++++ MATERIAL SHOWN ++++

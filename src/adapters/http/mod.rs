//! HTTP adapters - REST API implementations.

pub mod forecast;

use axum::Router;
use tower_http::cors::CorsLayer;
use tower_http::trace::TraceLayer;

pub use forecast::{forecast_router, ForecastAppState};

/// Full application router with request tracing and CORS applied.
pub fn app_router(state: ForecastAppState) -> Router {
    forecast_router()
        .with_state(state)
        .layer(TraceLayer::new_for_http())
        .layer(CorsLayer::permissive())
}
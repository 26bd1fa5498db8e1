//! Application layer - Commands, Queries, and Handlers.
//!
//! This layer orchestrates domain operations and coordinates between ports.
//! Command handlers change the stored profile; query handlers only read it.

pub mod handlers;

pub use handlers::{
    CalendarHandler, CalendarQuery, GetProfileHandler, GetProfileQuery, PredictHandler,
    PredictQuery, PredictResult, ResetProfileCommand, ResetProfileHandler, ResetProfileResult,
    SaveProfileCommand, SaveProfileHandler, SaveProfileResult,
};
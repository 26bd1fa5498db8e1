//! Foundation module - Shared domain primitives.
//!
//! Contains value objects, date helpers, and error types
//! that form the vocabulary of the cycle forecasting domain.

mod cycle_length;
mod dates;
mod errors;
mod period_length;

pub use cycle_length::CycleLength;
pub use dates::{
    add_days, days_between, format_calendar_date, parse_calendar_date, same_month, shift_date,
    MAX_YEAR, MIN_YEAR,
};
pub use errors::{DomainError, ErrorCode, ValidationError};
pub use period_length::PeriodLength;
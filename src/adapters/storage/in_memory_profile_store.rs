//! In-Memory Profile Store Adapter
//!
//! Keeps the profile record in memory, encoded exactly as it would be in an
//! external key-value store. Useful for testing and development.

use async_trait::async_trait;
use std::sync::Arc;
use tokio::sync::RwLock;

use crate::domain::cycle::{CycleProfile, ProfileRecord};
use crate::ports::{ProfileStore, StorageError};

/// In-memory storage for the cycle profile
#[derive(Debug, Clone, Default)]
pub struct InMemoryProfileStore {
    record: Arc<RwLock<Option<ProfileRecord>>>,
}

impl InMemoryProfileStore {
    /// Create an empty store
    pub fn new() -> Self {
        Self::default()
    }

    /// Create a store pre-populated with a raw record (which may be invalid)
    pub fn with_record(record: ProfileRecord) -> Self {
        Self {
            record: Arc::new(RwLock::new(Some(record))),
        }
    }

    /// Raw record currently held, if any
    pub async fn record(&self) -> Option<ProfileRecord> {
        self.record.read().await.clone()
    }
}

#[async_trait]
impl ProfileStore for InMemoryProfileStore {
    async fn save(&self, profile: &CycleProfile) -> Result<(), StorageError> {
        *self.record.write().await = Some(ProfileRecord::from(*profile));
        Ok(())
    }

    async fn load(&self) -> Result<Option<CycleProfile>, StorageError> {
        let record = self.record.read().await.clone();
        record
            .map(|r| CycleProfile::try_from(r).map_err(|e| StorageError::Corrupt(e.to_string())))
            .transpose()
    }

    async fn clear(&self) -> Result<(), StorageError> {
        *self.record.write().await = None;
        Ok(())
    }
}

#[cfg(test)]
mod tests {
    use super::*;
    use chrono::NaiveDate;

    fn test_profile() -> CycleProfile {
        CycleProfile::new(NaiveDate::from_ymd_opt(2024, 1, 1).unwrap(), 28, 5).unwrap()
    }

    #[tokio::test]
    async fn empty_store_loads_none() {
        let store = InMemoryProfileStore::new();
        assert!(store.load().await.unwrap().is_none());
    }

    #[tokio::test]
    async fn save_then_load() {
        let store = InMemoryProfileStore::new();
        store.save(&test_profile()).await.unwrap();

        assert_eq!(store.load().await.unwrap(), Some(test_profile()));
        assert_eq!(
            store.record().await.unwrap().last_period_start,
            "2024-01-01"
        );
    }

    #[tokio::test]
    async fn save_replaces_previous_profile() {
        let store = InMemoryProfileStore::new();
        store.save(&test_profile()).await.unwrap();

        let updated =
            CycleProfile::new(NaiveDate::from_ymd_opt(2024, 2, 1).unwrap(), 30, 4).unwrap();
        store.save(&updated).await.unwrap();

        assert_eq!(store.load().await.unwrap(), Some(updated));
    }

    #[tokio::test]
    async fn clear_is_idempotent() {
        let store = InMemoryProfileStore::new();
        store.save(&test_profile()).await.unwrap();

        store.clear().await.unwrap();
        store.clear().await.unwrap();
        assert!(store.load().await.unwrap().is_none());
    }

    #[tokio::test]
    async fn invalid_record_is_reported_as_corrupt() {
        let store = InMemoryProfileStore::with_record(ProfileRecord {
            last_period_start: "2024-01-01".to_string(),
            cycle_length: 15,
            period_length: 5,
        });

        let result = store.load().await;
        assert!(matches!(result, Err(StorageError::Corrupt(_))));
    }

    #[tokio::test]
    async fn clones_share_state() {
        let store = InMemoryProfileStore::new();
        let other = store.clone();
        store.save(&test_profile()).await.unwrap();

        assert!(other.load().await.unwrap().is_some());
    }
}
//! Route configuration for forecast endpoints.
//!
//! Configures Axum router with forecast-related routes.

use axum::routing::get;
use axum::Router;

use super::handlers::{
    delete_profile, get_calendar, get_prediction, get_profile, health, put_profile,
    ForecastAppState,
};

/// Creates the forecast router with all endpoints.
///
/// Routes:
/// - `GET /health` - Liveness check
/// - `GET /api/profile` - Stored profile
/// - `PUT /api/profile` - Store a profile (onboarding)
/// - `DELETE /api/profile` - Reset
/// - `GET /api/prediction?date=YYYY-MM-DD` - Prediction for a date
/// - `GET /api/calendar?center=YYYY-MM-DD` - 31-day calendar window
pub fn forecast_router() -> Router<ForecastAppState> {
    Router::new()
        .route("/health", get(health))
        .route(
            "/api/profile",
            get(get_profile).put(put_profile).delete(delete_profile),
        )
        .route("/api/prediction", get(get_prediction))
        .route("/api/calendar", get(get_calendar))
}

#[cfg(test)]
mod tests {
    use super::*;
    use crate::adapters::storage::InMemoryProfileStore;
    use axum::body::Body;
    use axum::http::{Request, StatusCode};
    use std::sync::Arc;
    use tower::ServiceExt;

    fn app() -> Router {
        let state = ForecastAppState::new(Arc::new(InMemoryProfileStore::new()));
        forecast_router().with_state(state)
    }

    #[tokio::test]
    async fn forecast_router_mounts_health() {
        let response = app()
            .oneshot(Request::builder().uri("/health").body(Body::empty()).unwrap())
            .await
            .unwrap();

        assert_eq!(response.status(), StatusCode::OK);
    }

    #[tokio::test]
    async fn prediction_without_profile_is_not_found() {
        let response = app()
            .oneshot(
                Request::builder()
                    .uri("/api/prediction?date=2024-01-03")
                    .body(Body::empty())
                    .unwrap(),
            )
            .await
            .unwrap();

        assert_eq!(response.status(), StatusCode::NOT_FOUND);
    }

    #[tokio::test]
    async fn delete_profile_is_no_content() {
        let response = app()
            .oneshot(
                Request::builder()
                    .method("DELETE")
                    .uri("/api/profile")
                    .body(Body::empty())
                    .unwrap(),
            )
            .await
            .unwrap();

        assert_eq!(response.status(), StatusCode::NO_CONTENT);
    }
}
//! Ports - Interfaces for external dependencies.
//!
//! Following hexagonal architecture, ports define the contracts between
//! the domain and the outside world. Adapters implement these ports.
//!
//! - `ProfileStore` - Persistence of the cycle profile record

mod profile_store;

pub use profile_store::{ProfileStore, StorageError, PROFILE_KEY};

++++

- _PROBLEM TO WORK ON_
Among the records above, a stretch begins at the line containing "assert_eq!(store.load().await.unwrap(), Some(test_profile()));" and ends at the line containing "async fn clones_share_state()". Restate that stretch word for word, and nothing else.

- _FINISHED EXERCISE_
        assert_eq!(store.load().await.unwrap(), Some(test_profile()));
        assert_eq!(
            store.record().await.unwrap().last_period_start,
            "2024-01-01"
        );
    }

    #[tokio::test]
    async fn save_replaces_previous_profile() {
        let store = InMemoryProfileStore::new();
        store.save(&test_profile()).await.unwrap();

        let updated =
            CycleProfile::new(NaiveDate::from_ymd_opt(2024, 2, 1).unwrap(), 30, 4).unwrap();
        store.save(&updated).await.unwrap();

        assert_eq!(store.load().await.unwrap(), Some(updated));
    }

    #[tokio::test]
    async fn clear_is_idempotent() {
        let store = InMemoryProfileStore::new();
        store.save(&test_profile()).await.unwrap();

        store.clear().await.unwrap();
        store.clear().await.unwrap();
        assert!(store.load().await.unwrap().is_none());
    }

    #[tokio::test]
    async fn invalid_record_is_reported_as_corrupt() {
        let store = InMemoryProfileStore::with_record(ProfileRecord {
            last_period_start: "2024-01-01".to_string(),
            cycle_length: 15,
            period_length: 5,
        });

        let result = store.load().await;
        assert!(matches!(result, Err(StorageError::Corrupt(_))));
    }

    #[tokio::test]
    async fn clones_share_state() {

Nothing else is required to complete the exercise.